Before Governor Pataki's reading, we
will watch the Fox Network's tasteful
and silent slow-motion replay
of the airline jets crashing
into the towers, the videotape
synchronized to the time of day
when the planes disintegrated
into fire and glass,
so that we will most soberly
and un-ironically relive that moment
in real time. Sometime later today,
we will listen to Samuel Barber's
Adagio for Strings, previously known as the
theme-song to Platoon, but now we
can appropriate it for our collective sincerity,
rename it Adagio for 9/11,
kind of like when Sir Elton John
rewrote "Candle in the Wind," no longer
a gay swan-song,
good enough for an actress with nerve
and sex, but now a belabored
requiem for Our Saint of the Bulimic
and Versace-Dependent.


It is the end of irony. So there's
room only for the authentic,
which means that now we must have art
that “uplifts the spirits and touches
our hearts.” Thus, let our national poet
be poor Mattie Stepanek, wheel-chaired
eleven-year-old, plucky muscular-dystrophy
survivor, friend to Larry King and Jerry Lewis,
whose earnest poems
make even me go all weepy, draining
my cynicism dry. Thus, I no longer write
poems about 9/11, or for that matter,
any poems that would disrupt our use
of the dead for a national media event.

For after the end of the age
of irony, we cannot afford any luxuriant
art, any idle or difficult poem
that would inconvenience our leader’s resolve
to eradicate Saddam, set North Korea
straight, send Iran’s clerics packing.
Days from now, or weeks,
or years, thousands of Iraqis
will lie dead, buried in the spit and rubble
of our smart bombs, and this fact is neither
ironic nor remotely poetic,
because we Americans are no longer a happy,
indulgent people, because, yes,
we have changed our ways for good.

Comments

mareymercy said…
"I'll have to keep far away from all the public ceremonies, as they will prove too hollow for me to stand. I don't want to be yelling at the television how we don't get it."

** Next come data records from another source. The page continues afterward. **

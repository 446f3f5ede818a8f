//! Route resolution: turning a request into a key and a recorded response

mod key;
mod resolver;
mod sequencer;

pub use key::{AbsoluteUrl, PathAndQuery, RouteKey, RouteKeyStrategy, VaryHeaderAware};
pub use resolver::RouteResolver;
pub use sequencer::ResponseSequencer;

I thought I was the only person left in this country feeling this way. Thanks for saying it so eloquently.
Catherine said…
Thanks for this eloquent post. I always feel like the US is the "cool kids" in the class, who don't deserve to be shot by the kid who goes mad with a gun, but nevertheless totally fail to get the viewpoint of the uncool kids. Not all Americans, obviously, reading this.
That line about the thousands of dead Iraqis is rather prophetic.